Nothing but the lines below between the line holding "the previous one." and the line holding "the new state.", inclusive, should appear in the answer, each set down exactly.

EXERCISE INPUT START

use std::sync::atomic::{AtomicU64, Ordering};
use std::sync::mpsc;
use std::sync::Arc;

use parking_lot::Mutex;

use crate::graph::input_node::TapBlock;
use crate::models::buffer::{AudioBuffer, AudioTime};
use crate::models::error::AudioError;
use crate::models::recording::RecordingSession;
use crate::models::state::RecorderState;
use crate::processing::channel_mixer;

/// No take is active.
const NO_TAKE: u64 = 0;

struct RecorderInner {
    state: RecorderState,
    take: RecordingSession,
    take_id: u64,
    receiver: mpsc::Receiver<(u64, AudioBuffer)>,
}

impl RecorderInner {
    /// Move queued buffers of the current take into it; drop the rest.
    fn drain(&mut self) -> usize {
        let mut stale = 0;
        while let Ok((id, buffer)) = self.receiver.try_recv() {
            if id != self.take_id || !self.take.append(buffer) {
                stale += 1;
            }
        }
        stale
    }
}

/// Microphone recorder fed by an input tap.
///
/// The capture thread only reads the active take id (atomic) and sends
/// `(take_id, buffer)` down an mpsc channel. The control thread drains the
/// channel into the take on `stop` and on `buffered_len`. Once `stop` has
/// cleared the take id, nothing more lands in that take.
pub struct Recorder {
    active_take: Arc<AtomicU64>,
    next_take: AtomicU64,
    sender: mpsc::Sender<(u64, AudioBuffer)>,
    inner: Mutex<RecorderInner>,
}

impl Recorder {
    pub fn new() -> Self {
        let (sender, receiver) = mpsc::channel();
        Self {
            active_take: Arc::new(AtomicU64::new(NO_TAKE)),
            next_take: AtomicU64::new(NO_TAKE),
            sender,
            inner: Mutex::new(RecorderInner {
                state: RecorderState::Idle,
                take: RecordingSession::new(),
                take_id: NO_TAKE,
                receiver,
            }),
        }
    }

    /// Tap callback appending each captured block to the active take.
    pub fn tap_callback(&self) -> TapBlock {
        let active = Arc::clone(&self.active_take);
        let sender = self.sender.clone();
        Arc::new(move |buffer: &AudioBuffer, _time: &AudioTime| {
            let take = active.load(Ordering::Acquire);
            if take == NO_TAKE {
                return;
            }
            // Receiver lives as long as the recorder
            let _ = sender.send((take, buffer.clone()));
        })
    }

    /// Open a fresh take, discarding the previous one.
    pub fn start(&self) -> Result<(), AudioError> {
        let mut inner = self.inner.lock();
        if inner.state.is_recording() {
            return Err(AudioError::InvalidState("already recording".into()));
        }

        inner.take_id = NO_TAKE;
        let stale = inner.drain();
        if stale > 0 {
            log::debug!("Discarded {} stale capture buffers", stale);
        }

        inner.take = RecordingSession::new();
        inner.take_id = self.next_take.fetch_add(1, Ordering::Relaxed) + 1;
        inner.state = RecorderState::Recording;
        self.active_take.store(inner.take_id, Ordering::Release);

        log::info!("Recording started (take {})", inner.take.id());
        Ok(())
    }

    /// Close the take and freeze it. Returns the number of buffers captured.
    pub fn stop(&self) -> Result<usize, AudioError> {
        let mut inner = self.inner.lock();
        if !inner.state.is_recording() {
            return Err(AudioError::InvalidState("not recording".into()));
        }

        self.active_take.store(NO_TAKE, Ordering::Release);
        inner.drain();
        inner.take.freeze();
        inner.state = RecorderState::Stopped;

        let peak = inner
            .take
            .buffers()
            .iter()
            .map(|b| channel_mixer::peak_level(&b.to_interleaved_f32()))
            .fold(0.0f32, f32::max);
        log::info!(
            "Recording stopped: {} buffers, {} frames, peak {:.3}",
            inner.take.len(),
            inner.take.total_frames(),
            peak
        );
        Ok(inner.take.len())
    }

    /// Start when idle or stopped, stop when recording. Returns the new state.
    pub fn toggle(&self) -> Result<RecorderState, AudioError> {
        if self.is_recording() {
            self.stop()?;
        } else {
            self.start()?;
        }
        Ok(self.state())
    }

    pub fn is_recording(&self) -> bool {
        self.active_take.load(Ordering::Acquire) != NO_TAKE
    }

    pub fn state(&self) -> RecorderState {
        self.inner.lock().state
    }

    /// Buffers captured in the current (or last) take so far.
    pub fn buffered_len(&self) -> usize {
        let mut inner = self.inner.lock();
        inner.drain();
        inner.take.len()
    }

    /// The last frozen take, if any.
    pub fn take(&self) -> Option<RecordingSession> {
        let inner = self.inner.lock();
        inner.take.is_frozen().then(|| inner.take.clone())
    }
}

impl Default for Recorder {
    fn default() -> Self {
        Self::new()
    }
}

#[cfg(test)]
mod tests {
    use super::*;
    use crate::models::format::AudioFormat;
    use std::thread;

    fn block(value: f32) -> AudioBuffer {
        AudioBuffer::from_interleaved_f32(AudioFormat::float32(16000, 1), &[value; 8]).unwrap()
    }

    fn deliver(tap: &TapBlock, value: f32) {
        tap(&block(value), &AudioTime::new(0, 16000));
    }

    #[test]
    fn records_buffers_in_order() {
        let recorder = Recorder::new();
        let tap = recorder.tap_callback();
        recorder.start().unwrap();
        for i in 0..5 {
            deliver(&tap, i as f32 / 10.0);
        }
        assert_eq!(recorder.stop().unwrap(), 5);

        let take = recorder.take().unwrap();
        assert!(take.is_frozen());
        let firsts: Vec<f32> = take.buffers().iter().map(|b| b.sample(0, 0)).collect();
        assert_eq!(firsts, vec![0.0, 0.1, 0.2, 0.3, 0.4]);
    }

    #[test]
    fn buffers_outside_a_take_are_ignored() {
        let recorder = Recorder::new();
        let tap = recorder.tap_callback();
        deliver(&tap, 0.9);
        recorder.start().unwrap();
        deliver(&tap, 0.1);
        recorder.stop().unwrap();
        deliver(&tap, 0.9);

        assert_eq!(recorder.buffered_len(), 1);
        assert_eq!(recorder.take().unwrap().len(), 1);
    }

    #[test]
    fn start_clears_previous_take() {
        let recorder = Recorder::new();
        let tap = recorder.tap_callback();
        recorder.start().unwrap();
        deliver(&tap, 0.1);
        deliver(&tap, 0.2);
        recorder.stop().unwrap();
        let first = recorder.take().unwrap();

        recorder.start().unwrap();
        assert_eq!(recorder.buffered_len(), 0);
        assert!(recorder.take().is_none());
        deliver(&tap, 0.3);
        recorder.stop().unwrap();

        let second = recorder.take().unwrap();
        assert_ne!(first.id(), second.id());
        assert_eq!(second.len(), 1);
    }

    #[test]
    fn guarded_transitions() {
        let recorder = Recorder::new();
        assert_eq!(recorder.state(), RecorderState::Idle);
        assert!(recorder.stop().is_err());
        recorder.start().unwrap();
        assert!(recorder.start().is_err());
        assert_eq!(recorder.toggle().unwrap(), RecorderState::Stopped);
        assert_eq!(recorder.toggle().unwrap(), RecorderState::Recording);
        assert!(recorder.is_recording());
    }

    #[test]
    fn stop_races_with_capture_thread() {
        for _ in 0..20 {
            let recorder = Arc::new(Recorder::new());
            let tap = recorder.tap_callback();
            recorder.start().unwrap();

            let producer = thread::spawn(move || {
                for i in 0..2000 {
                    deliver(&tap, (i % 100) as f32 / 100.0);
                }
            });
            thread::yield_now();
            let count = recorder.stop().unwrap();
            producer.join().unwrap();

            // Late buffers never reach the frozen take
            assert_eq!(recorder.buffered_len(), count);
            assert_eq!(recorder.take().unwrap().len(), count);
        }
    }
}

EXERCISE INPUT END

→ **SOLUTION**:
    /// Open a fresh take, discarding the previous one.
    pub fn start(&self) -> Result<(), AudioError> {
        let mut inner = self.inner.lock();
        if inner.state.is_recording() {
            return Err(AudioError::InvalidState("already recording".into()));
        }

        inner.take_id = NO_TAKE;
        let stale = inner.drain();
        if stale > 0 {
            log::debug!("Discarded {} stale capture buffers", stale);
        }

        inner.take = RecordingSession::new();
        inner.take_id = self.next_take.fetch_add(1, Ordering::Relaxed) + 1;
        inner.state = RecorderState::Recording;
        self.active_take.store(inner.take_id, Ordering::Release);

        log::info!("Recording started (take {})", inner.take.id());
        Ok(())
    }

    /// Close the take and freeze it. Returns the number of buffers captured.
    pub fn stop(&self) -> Result<usize, AudioError> {
        let mut inner = self.inner.lock();
        if !inner.state.is_recording() {
            return Err(AudioError::InvalidState("not recording".into()));
        }

        self.active_take.store(NO_TAKE, Ordering::Release);
        inner.drain();
        inner.take.freeze();
        inner.state = RecorderState::Stopped;

        let peak = inner
            .take
            .buffers()
            .iter()
            .map(|b| channel_mixer::peak_level(&b.to_interleaved_f32()))
            .fold(0.0f32, f32::max);
        log::info!(
            "Recording stopped: {} buffers, {} frames, peak {:.3}",
            inner.take.len(),
            inner.take.total_frames(),
            peak
        );
        Ok(inner.take.len())
    }

    /// Start when idle or stopped, stop when recording. Returns the new state.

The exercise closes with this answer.